- _WORK INSTRUCTIONS_
Which lines of the entries contain the string "synthetic"? Copy each of them.

MATERIAL TO PROCESS section start

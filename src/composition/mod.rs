//! # Composition Engine
//!
//! Turns a project into rendered frames: the planner lays out every output frame and the
//! pipeline decodes, composites, reduces and encodes them under the configured quotas.

pub mod engine;
pub mod plan;

// Re-exports for convenience
pub use engine::{RenderOutput, RenderPipeline, RenderSummary};
pub use plan::{RenderPlan, RenderPlanStep, StepKind, TransitionPlanner};
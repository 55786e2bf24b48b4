use tracing::debug;

use crate::project::{SourceFrame, TransitionSpec};

/// What a single plan step renders
#[derive(Debug, Clone, Copy, PartialEq)]
pub enum StepKind {
    /// A source frame shown as-is
    Source { index: usize },

    /// A synthetic frame between two consecutive source frames.
    /// `progress` lies strictly between 0 and 1.
    Transition { from: usize, to: usize, progress: f64 },
}

/// One output frame of the animation, before any pixel work
#[derive(Debug, Clone, Copy, PartialEq)]
pub struct RenderPlanStep {
    pub kind: StepKind,
    pub duration_ms: u32,
}

impl RenderPlanStep {
    pub fn is_source(&self) -> bool {
        matches!(self.kind, StepKind::Source { .. })
    }
}

/// Ordered list of steps that fully describes one output animation
#[derive(Debug, Clone, Default, PartialEq)]
pub struct RenderPlan {
    steps: Vec<RenderPlanStep>,
}

impl RenderPlan {
    pub fn new() -> Self {
        Self { steps: Vec::new() }
    }

    pub fn add_step(&mut self, kind: StepKind, duration_ms: u32) {
        self.steps.push(RenderPlanStep { kind, duration_ms });
    }

    pub fn steps(&self) -> &[RenderPlanStep] {
        &self.steps
    }

    pub fn len(&self) -> usize {
        self.steps.len()
    }

    pub fn is_empty(&self) -> bool {
        self.steps.is_empty()
    }

    /// Keep only the first `max_steps` output steps
    pub fn truncate(&mut self, max_steps: usize) {
        self.steps.truncate(max_steps);
    }

    /// Total display time of the animation in milliseconds
    pub fn total_duration_ms(&self) -> u64 {
        self.steps.iter().map(|s| u64::from(s.duration_ms)).sum()
    }

    /// Number of synthetic transition steps
    pub fn transition_count(&self) -> usize {
        self.steps.iter().filter(|s| !s.is_source()).count()
    }

    /// Source frame indices the plan actually reads, in ascending order
    pub fn referenced_sources(&self) -> Vec<usize> {
        let mut indices: Vec<usize> = self.steps
            .iter()
            .flat_map(|s| match s.kind {
                StepKind::Source { index } => [index, index],
                StepKind::Transition { from, to, .. } => [from, to],
            })
            .collect();
        indices.sort_unstable();
        indices.dedup();
        indices
    }
}

/// Expands ordered source frames and a transition spec into a render plan
pub struct TransitionPlanner;

impl TransitionPlanner {
    /// Each source frame contributes exactly one step with its own duration. When the
    /// transition is active, `steps` synthetic frames are placed in every gap with
    /// progress `k / (steps + 1)`. The gap's `duration_ms` is split evenly with the
    /// integer remainder added to the last synthetic frame.
    pub fn plan(frames: &[SourceFrame], transition: &TransitionSpec) -> RenderPlan {
        let mut plan = RenderPlan::new();
        let durations = Self::split_duration(transition);

        for (index, frame) in frames.iter().enumerate() {
            plan.add_step(StepKind::Source { index }, frame.display_duration_ms());

            let is_last = index + 1 == frames.len();
            if is_last || durations.is_empty() {
                continue;
            }

            let denominator = f64::from(transition.steps) + 1.0;
            for (k, &duration_ms) in durations.iter().enumerate() {
                let progress = (k as f64 + 1.0) / denominator;
                plan.add_step(
                    StepKind::Transition { from: index, to: index + 1, progress },
                    duration_ms,
                );
            }
        }

        debug!("Planned {} steps ({} transition) for {} source frames, {} ms total",
               plan.len(), plan.transition_count(), frames.len(), plan.total_duration_ms());

        plan
    }

    /// Per-step durations for one gap, empty when no frames are inserted
    pub fn split_duration(transition: &TransitionSpec) -> Vec<u32> {
        if !transition.is_active() {
            return Vec::new();
        }

        let steps = transition.steps;
        let base = transition.duration_ms / steps;
        let remainder = transition.duration_ms % steps;

        let mut durations = vec![base; steps as usize];
        if let Some(last) = durations.last_mut() {
            *last += remainder;
        }
        durations
    }
}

MATERIAL TO PROCESS section end

- _ANSWER SPACE_
    /// A synthetic frame between two consecutive source frames.
    /// Number of synthetic transition steps
    /// transition is active, `steps` synthetic frames are placed in every gap with
    /// integer remainder added to the last synthetic frame.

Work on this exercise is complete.